Wir wissen noch nicht, ob Dibon und Behrendt auch in der kommenden Saison für Rapid spielen. Wenn nicht, muss der Neue ein Innenverteidiger sein. Sollten unsere Pläne aufgehen, ist ein Spieler mit Führungsqualitäten für das zentrale Mittelfeld das Ziel. Wir beobachten dabei die Liga und das angrenzende Ausland. Nach diesen Entscheidungen wird meine Arbeit auch für die Fans besser zu beurteilen sein.

Sie kennen die Zeit, als gute Spieler noch nicht wie Pop-Stars behandelt wurden. Sehnen Sie sich danach zurück?

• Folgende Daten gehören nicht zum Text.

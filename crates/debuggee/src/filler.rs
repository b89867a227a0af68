//! Terminal-output and busy-work scenarios. None of these need platform
//! fidelity; they give a debugger something specific to see on the console or
//! something to interrupt.

use std::io::{self, BufRead, Write};
use std::path::Path;
use std::process::Command;
use std::time::Duration;

use anyhow::{Context, Result};

pub const SPAM_LINE: &str =
    "SPAM SPAM SPAM SPAM SPAM SPAM SPAM SPAM SPAM SPAM SPAM SPAM";
pub const SPAM_LINES: usize = 1000;

/// Print a counter once a second until the process is stopped from outside.
pub fn infinite_loop() -> ! {
    let mut i: u64 = 0;
    loop {
        let mut stdout = io::stdout().lock();
        let _ = write!(stdout, "\r{i} ");
        let _ = stdout.flush();
        drop(stdout);
        std::thread::sleep(Duration::from_secs(1));
        i += 1;
    }
}

/// Prompt with `> `, echo each line back as `: <line>`, stop after an empty line
/// or at end of input. Returns the number of lines read.
pub fn echo_loop<R: BufRead, W: Write>(input: &mut R, out: &mut W) -> io::Result<usize> {
    let mut lines = 0usize;
    let mut line = String::new();
    loop {
        out.write_all(b"> ")?;
        out.flush()?;

        line.clear();
        if input.read_line(&mut line)? == 0 {
            break;
        }
        lines += 1;
        out.write_all(b": ")?;
        out.write_all(line.as_bytes())?;
        out.flush()?;

        if line.trim_end_matches(['\r', '\n']).is_empty() {
            break;
        }
    }
    Ok(lines)
}

pub fn bulk_output<W: Write>(out: &mut W, lines: usize) -> io::Result<()> {
    for _ in 0..lines {
        writeln!(out, "{SPAM_LINE}")?;
    }
    out.flush()
}

/// One line on each standard stream, stdout first, each flushed before the next.
pub fn stream_probe() -> io::Result<()> {
    let mut stdout = io::stdout().lock();
    stdout.write_all(b"stdout\n")?;
    stdout.flush()?;
    drop(stdout);

    let mut stderr = io::stderr().lock();
    stderr.write_all(b"stderr\n")?;
    stderr.flush()
}

pub fn path_edge_cases() {
    debuggee2::remote_path1();
    debuggee2::remote_path2();
    debuggee2::relative_path();
    debuggee2::denorm_path();
}

pub fn disassembly() {
    debuggee2::disassembly1();
}

#[derive(Debug, Clone, Copy)]
pub struct MandelbrotPlan {
    pub xdim: usize,
    pub ydim: usize,
    pub max_iter: u32,
}

impl Default for MandelbrotPlan {
    fn default() -> Self {
        MandelbrotPlan {
            xdim: 500,
            ydim: 500,
            max_iter: 100,
        }
    }
}

/// Escape iteration count for every pixel, row-major; `max_iter` means the point
/// did not escape.
pub fn mandelbrot_image(plan: &MandelbrotPlan) -> Vec<u32> {
    let mut image = vec![0u32; plan.xdim * plan.ydim];
    for y in 0..plan.ydim {
        for x in 0..plan.xdim {
            let cx = -2.05 + x as f32 * 3.0 / plan.xdim as f32;
            let cy = -1.5 + y as f32 * 3.0 / plan.ydim as f32;
            let (mut zx, mut zy) = (0.0f32, 0.0f32);
            let mut count = plan.max_iter;
            for i in 0..plan.max_iter {
                let next_x = zx * zx - zy * zy + cx;
                zy = 2.0 * zx * zy + cy;
                zx = next_x;
                if zx.hypot(zy) >= 2.0 {
                    count = i;
                    break;
                }
            }
            image[y * plan.xdim + x] = count;
        }
    }
    image
}

/// Render every 10th row and every 5th column as `#` (inside) or `.` (escaped).
pub fn mandelbrot<W: Write>(plan: &MandelbrotPlan, out: &mut W) -> io::Result<()> {
    let image = mandelbrot_image(plan);
    for y in (0..plan.ydim).step_by(10) {
        let row: String = (0..plan.xdim)
            .step_by(5)
            .map(|x| {
                if image[y * plan.xdim + x] < plan.max_iter {
                    '.'
                } else {
                    '#'
                }
            })
            .collect();
        writeln!(out, "{row}")?;
    }
    out.flush()
}

/// Re-run `exe` with the `sleep` scenario and wait for it, so a debugger can
/// follow (or not follow) the child.
pub fn spawn_child(exe: &Path) -> Result<()> {
    let mut child = Command::new(exe)
        .arg(debuggee_scenarios::ScenarioId::Sleep.as_str())
        .spawn()
        .with_context(|| format!("spawn child: {}", exe.display()))?;
    println!("pid = {}", child.id());
    let status = child
        .wait()
        .with_context(|| format!("wait for child {}", child.id()))?;
    tracing::debug!(%status, "child exited");
    Ok(())
}

pub fn sleep(duration: Duration) {
    std::thread::sleep(duration);
}

#[cfg(test)]
mod tests {
    use super::*;

    fn echo(input: &str) -> (usize, String) {
        let mut out = Vec::new();
        let n = echo_loop(&mut input.as_bytes(), &mut out).unwrap();
        (n, String::from_utf8(out).unwrap())
    }

    #[test]
    fn echo_stops_at_the_first_empty_line() {
        let (n, out) = echo("hello\nworld\n\nnever echoed\n");
        assert_eq!(n, 3);
        assert_eq!(out, "> : hello\n> : world\n> : \n");
    }

    #[test]
    fn echo_stops_at_end_of_input() {
        let (n, out) = echo("last line without newline");
        assert_eq!(n, 1);
        assert_eq!(out, "> : last line without newline> ");

        let (n, out) = echo("");
        assert_eq!(n, 0);
        assert_eq!(out, "> ");
    }

    #[test]
    fn bulk_output_writes_the_requested_line_count() {
        let mut out = Vec::new();
        bulk_output(&mut out, SPAM_LINES).unwrap();
        let text = String::from_utf8(out).unwrap();
        assert_eq!(text.lines().count(), SPAM_LINES);
        assert!(text.lines().all(|l| l == SPAM_LINE));
    }

    #[test]
    fn mandelbrot_classifies_known_points() {
        let plan = MandelbrotPlan {
            xdim: 60,
            ydim: 60,
            max_iter: 50,
        };
        let image = mandelbrot_image(&plan);
        assert_eq!(image.len(), 3600);
        // (-2.05, -1.5) is far outside the set.
        assert!(image[0] < plan.max_iter);
        // Column 41 / row 30 is roughly (0.0, 0.0), inside the set.
        assert_eq!(image[30 * plan.xdim + 41], plan.max_iter);
    }

    #[test]
    fn mandelbrot_dump_has_one_row_per_ten_lines() {
        let plan = MandelbrotPlan::default();
        let mut out = Vec::new();
        mandelbrot(&plan, &mut out).unwrap();
        let text = String::from_utf8(out).unwrap();
        let rows: Vec<&str> = text.lines().collect();
        assert_eq!(rows.len(), 50);
        assert!(rows.iter().all(|r| r.len() == 100));
        assert!(text.contains('#'));
        assert!(text.contains('.'));
    }
}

An dieser Entwicklung sind auch die Vereine schuld. Wir bestimmen ja, wie viel Fußballer verdienen. Das wäre ohne Fans nicht möglich. Deshalb ist mir das Wichtigste, dass sie ihre Situation zu schätzen wissen, demütig auftreten und mit beiden Beinen auf dem Boden bleiben. Ich sehe aber auch eine andere Gefahr.

Und zwar?

In den Akademien werden oft alle Ecken und Kanten der Talente abgeschliffen, bis es keine Typen mehr gibt. Die sollen aber nicht alle gleich sein. Ein Junger darf auch einmal verrückt sein – sofern du einen Trainer hast, der die Persönlichkeit hat, damit umgehen zu können.